The Putin Administration controls most of the important media outlets, said Lassin, including the new media landscape such as Russia Today, an international news outlet.
“The administration knows it has to work here (the Internet) to maintain control,” said Lassin. “And a lot of people still want to tell the story a certain way – the way they believe it.”
Lassin, who was slated to graduate in 2012, still has one more year to complete at William & Mary. That’s because in May he learned he was the recipient of a Boren Scholarship, funded by the Department of Defense. He’ll spend a year in Russia as an undergraduate student and continue studying Russian while interning at a local television station.
After his stint in Russia, Lassin is heading to Yale University where he’s been accepted to attend graduate school (he’s deferred for a year). He’ll be working on a Ph.D. in Slavic literature and culture.
He’s also picked up a part-time gig since his international acclaim this summer. He’s now a contributing writer to Central Asia Monitor, an independent news agency covering Eurasian politics and news.

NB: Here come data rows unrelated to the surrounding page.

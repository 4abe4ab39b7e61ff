//! Question bank loading and validation.
//!
//! The bank is a JSON blob keyed by level strings `"0"`..`"5"`, each holding
//! an ordered array of question records. It is loaded once at startup,
//! validated, and then shared read-only across sessions.

use std::collections::{BTreeMap, HashMap, HashSet};

use serde_json::Value;
use tracing::debug;

use crate::domain::{EngineError, MechanicPayload, NovakidLevel, Question};

/// Immutable mapping from level to its ordered question list.
///
/// Bank order within a level is preserved from the blob; the selection policy
/// relies on it as the stable ordering behind the top-5 sampling rule.
#[derive(Debug, Clone)]
pub struct QuestionBank {
    levels: BTreeMap<NovakidLevel, Vec<Question>>,
}

impl QuestionBank {
    /// Parse and validate a bank blob.
    ///
    /// Fails with [`EngineError::BankMalformed`] when the blob is unreadable
    /// or any record is invalid, and with [`EngineError::BankLevelGap`] when
    /// any level 0-5 is absent or empty.
    pub fn from_json_str(raw: &str) -> Result<Self, EngineError> {
        let value: Value = serde_json::from_str(raw)
            .map_err(|e| EngineError::BankMalformed(format!("invalid JSON: {e}")))?;
        Self::from_value(value)
    }

    /// Build a bank from an already-parsed JSON value.
    pub fn from_value(value: Value) -> Result<Self, EngineError> {
        let buckets: HashMap<String, Vec<Question>> = serde_json::from_value(value)
            .map_err(|e| EngineError::BankMalformed(format!("invalid bank shape: {e}")))?;

        let mut levels: BTreeMap<NovakidLevel, Vec<Question>> = BTreeMap::new();
        for (key, mut questions) in buckets {
            let level = parse_level_key(&key)?;
            for question in &mut questions {
                question.level = level;
            }
            levels.insert(level, questions);
        }

        let bank = Self { levels };
        bank.validate()?;
        debug!(total = bank.total_questions(), "question bank loaded");
        Ok(bank)
    }

    fn validate(&self) -> Result<(), EngineError> {
        for level in NovakidLevel::ALL {
            let questions = self.levels.get(&level).map(Vec::as_slice).unwrap_or(&[]);
            if questions.is_empty() {
                return Err(EngineError::BankLevelGap(level.value()));
            }
        }

        let mut seen_ids = HashSet::new();
        for (level, questions) in &self.levels {
            for question in questions {
                validate_question(question)?;
                if !level.permits(question.mechanic()) {
                    return Err(EngineError::BankMalformed(format!(
                        "question {} uses {} which is not permitted at level {}",
                        question.id,
                        question.mechanic(),
                        level
                    )));
                }
                if !seen_ids.insert(question.id.clone()) {
                    return Err(EngineError::BankMalformed(format!(
                        "duplicate question id {}",
                        question.id
                    )));
                }
            }
        }
        Ok(())
    }

    /// Questions in the bucket for `level`, in bank order.
    pub fn questions_at(&self, level: NovakidLevel) -> &[Question] {
        self.levels.get(&level).map(Vec::as_slice).unwrap_or(&[])
    }

    /// Unused questions at `level`, in bank order.
    pub fn unused_at<'a>(
        &'a self,
        level: NovakidLevel,
        used: &'a HashSet<String>,
    ) -> impl Iterator<Item = &'a Question> {
        self.questions_at(level)
            .iter()
            .filter(move |q| !used.contains(&q.id))
    }

    pub fn total_questions(&self) -> usize {
        self.levels.values().map(Vec::len).sum()
    }

    /// True when at least one question anywhere has not been served.
    pub fn has_unused(&self, used: &HashSet<String>) -> bool {
        self.levels
            .values()
            .flatten()
            .any(|q| !used.contains(&q.id))
    }
}

fn parse_level_key(key: &str) -> Result<NovakidLevel, EngineError> {
    let value: u8 = key
        .parse()
        .map_err(|_| EngineError::BankMalformed(format!("level key {key:?} is not an integer")))?;
    NovakidLevel::new(value)
        .map_err(|_| EngineError::BankMalformed(format!("level key {key:?} is out of range")))
}

fn validate_question(question: &Question) -> Result<(), EngineError> {
    let malformed = |reason: String| EngineError::BankMalformed(reason);

    if question.id.trim().is_empty() {
        return Err(malformed("question with empty id".to_string()));
    }
    if !(0.0..=1.0).contains(&question.difficulty) {
        return Err(malformed(format!(
            "question {} difficulty {} outside [0, 1]",
            question.id, question.difficulty
        )));
    }

    match &question.payload {
        MechanicPayload::WordPronunciationPractice {
            target_word,
            phonetic,
            ..
        } => {
            if target_word.is_empty() || phonetic.is_empty() {
                return Err(malformed(format!(
                    "question {} is missing target word or phonetic",
                    question.id
                )));
            }
        }
        MechanicPayload::SentencePronunciationPractice { sentence, .. } => {
            if sentence.is_empty() {
                return Err(malformed(format!(
                    "question {} is missing its sentence",
                    question.id
                )));
            }
        }
        MechanicPayload::AudioSingleChoiceFromImages {
            audio_text,
            image_options,
            correct_index,
        } => {
            if audio_text.is_empty() {
                return Err(malformed(format!(
                    "question {} is missing audio text",
                    question.id
                )));
            }
            validate_choice(&question.id, image_options.len(), *correct_index)?;
        }
        MechanicPayload::ImageSingleChoiceFromTexts {
            image_description,
            options,
            correct_index,
        } => {
            if image_description.is_empty() {
                return Err(malformed(format!(
                    "question {} is missing its image description",
                    question.id
                )));
            }
            validate_choice(&question.id, options.len(), *correct_index)?;
        }
        MechanicPayload::MultipleChoiceTextText {
            prompt,
            options,
            correct_index,
        } => {
            if prompt.is_empty() {
                return Err(malformed(format!(
                    "question {} is missing its prompt",
                    question.id
                )));
            }
            validate_choice(&question.id, options.len(), *correct_index)?;
        }
        MechanicPayload::AudioCategorySorting { categories, items } => {
            if categories.len() < 2 {
                return Err(malformed(format!(
                    "question {} needs at least two sorting categories",
                    question.id
                )));
            }
            if items.is_empty() {
                return Err(malformed(format!(
                    "question {} has no items to sort",
                    question.id
                )));
            }
            for item in items {
                if !categories.contains(&item.category) {
                    return Err(malformed(format!(
                        "question {} item {} references unknown category {}",
                        question.id, item.id, item.category
                    )));
                }
            }
        }
        MechanicPayload::SentenceScramble {
            scrambled_words,
            correct_order,
        } => {
            if scrambled_words.len() < 2 {
                return Err(malformed(format!(
                    "question {} needs at least two words to scramble",
                    question.id
                )));
            }
            let mut indices: Vec<usize> = correct_order.clone();
            indices.sort_unstable();
            let expected: Vec<usize> = (0..scrambled_words.len()).collect();
            if indices != expected {
                return Err(malformed(format!(
                    "question {} correct_order is not a permutation of its words",
                    question.id
                )));
            }
        }
    }
    Ok(())
}

fn validate_choice(id: &str, options: usize, correct_index: usize) -> Result<(), EngineError> {
    if options < 2 {
        return Err(EngineError::BankMalformed(format!(
            "question {id} needs at least two options"
        )));
    }
    if correct_index >= options {
        return Err(EngineError::BankMalformed(format!(
            "question {id} correct_index {correct_index} outside its {options} options"
        )));
    }
    Ok(())
}

#[cfg(test)]
mod tests {
    use super::*;

    fn minimal_bank_json() -> String {
        let mut levels = Vec::new();
        for level in 0..=5u8 {
            let mechanic_fields = if level == 0 {
                r#""mechanic": "word-pronunciation-practice", "target_word": "cat", "phonetic": "kaet""#
            } else if level == 1 {
                r#""mechanic": "image-single-choice-from-texts", "image_description": "a red apple", "options": ["apple", "dog"], "correct_index": 0"#
            } else {
                r#""mechanic": "multiple-choice-text-text", "prompt": "Pick the animal", "options": ["dog", "table"], "correct_index": 0"#
            };
            levels.push(format!(
                r#""{level}": [{{"id": "q-{level}-0", "skill": "Vocabulary", "difficulty": 0.5, {mechanic_fields}}}]"#
            ));
        }
        format!("{{{}}}", levels.join(","))
    }

    #[test]
    fn test_loads_minimal_bank() {
        let bank = QuestionBank::from_json_str(&minimal_bank_json()).unwrap();
        assert_eq!(bank.total_questions(), 6);
        let l0 = NovakidLevel::new(0).unwrap();
        assert_eq!(bank.questions_at(l0).len(), 1);
        assert_eq!(bank.questions_at(l0)[0].level, l0);
    }

    #[test]
    fn test_rejects_unreadable_blob() {
        assert!(matches!(
            QuestionBank::from_json_str("not json"),
            Err(EngineError::BankMalformed(_))
        ));
    }

    #[test]
    fn test_rejects_empty_level_bucket() {
        let mut value: serde_json::Value =
            serde_json::from_str(&minimal_bank_json()).unwrap();
        value["3"] = serde_json::json!([]);
        assert!(matches!(
            QuestionBank::from_value(value),
            Err(EngineError::BankLevelGap(3))
        ));
    }

    #[test]
    fn test_rejects_absent_level() {
        let mut value: serde_json::Value =
            serde_json::from_str(&minimal_bank_json()).unwrap();
        value.as_object_mut().unwrap().remove("5");
        assert!(matches!(
            QuestionBank::from_value(value),
            Err(EngineError::BankLevelGap(5))
        ));
    }

    #[test]
    fn test_rejects_unknown_level_key() {
        let raw = minimal_bank_json().replace(r#""5":"#, r#""9":"#);
        assert!(matches!(
            QuestionBank::from_json_str(&raw),
            Err(EngineError::BankMalformed(_))
        ));
    }

    #[test]
    fn test_rejects_curriculum_violation() {
        // sentence-scramble is not permitted at level 1
        let raw = minimal_bank_json().replace(
            r#""mechanic": "image-single-choice-from-texts", "image_description": "a red apple", "options": ["apple", "dog"], "correct_index": 0"#,
            r#""mechanic": "sentence-scramble", "scrambled_words": ["I", "run"], "correct_order": [0, 1]"#,
        );
        assert!(matches!(
            QuestionBank::from_json_str(&raw),
            Err(EngineError::BankMalformed(_))
        ));
    }

    #[test]
    fn test_rejects_duplicate_ids() {
        let raw = minimal_bank_json().replace("q-1-0", "q-0-0");
        assert!(matches!(
            QuestionBank::from_json_str(&raw),
            Err(EngineError::BankMalformed(_))
        ));
    }

    #[test]
    fn test_rejects_bad_correct_index() {
        let raw = minimal_bank_json().replace(
            r#""options": ["apple", "dog"], "correct_index": 0"#,
            r#""options": ["apple", "dog"], "correct_index": 5"#,
        );
        assert!(matches!(
            QuestionBank::from_json_str(&raw),
            Err(EngineError::BankMalformed(_))
        ));
    }

    #[test]
    fn test_unused_iterator_skips_served_ids() {
        let bank = QuestionBank::from_json_str(&minimal_bank_json()).unwrap();
        let mut used = HashSet::new();
        used.insert("q-0-0".to_string());
        let l0 = NovakidLevel::new(0).unwrap();
        assert_eq!(bank.unused_at(l0, &used).count(), 0);
        assert!(bank.has_unused(&used));
    }
}
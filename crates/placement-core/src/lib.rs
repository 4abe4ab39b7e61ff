pub mod adjustment;
pub mod advisor;
pub mod answers;
pub mod bank;
pub mod config;
pub mod domain;
pub mod engine;
pub mod scoring;
pub mod selection;
pub mod session;

#[cfg(any(test, feature = "testing"))]
pub mod testing;

// Re-export commonly used types
pub use domain::{
    AnsweredRecord, BalanceSide, EngineError, Mechanic, MechanicCategory, MechanicPayload,
    NovakidLevel, Question, ServedQuestion, Skill, SkillBucket, SortItem,
};

pub use answers::{answer_key, check_answer, AnswerInput, CheckedAnswer, SelfAssessment};

pub use bank::QuestionBank;

pub use config::EngineConfig;

pub use engine::PlacementEngine;

pub use scoring::{
    build_fallback_report, Placement, PlacementReport, Recommendations, SkillAnalysis,
    SkillReport,
};

pub use advisor::{AdvisorError, AdvisorRequest, PlacementAdvisor};

pub use session::{CategoryTally, MechanicRing, PerformanceWindow, SessionState, TestPhase};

Oddly enough, his love for Russian media, culture and politics happened accidentally, admits Lassin. He wanted to take a course in German, but it was full. So he opted for Russian instead.
“William & Mary is a really great place for undergraduate research,” said Lassin. “The Russian studies faculty, especially my thesis advisor Professor Elena Prokhorova, as well as Professors Alexander Prokhorov, Frederick Corney, Bella Ginzbursky-Blum, John Lyles and Paula Pickering, were all instrumental in my achievements at William & Mary."
Now he’s captured a worldwide audience thanks to one little tweet.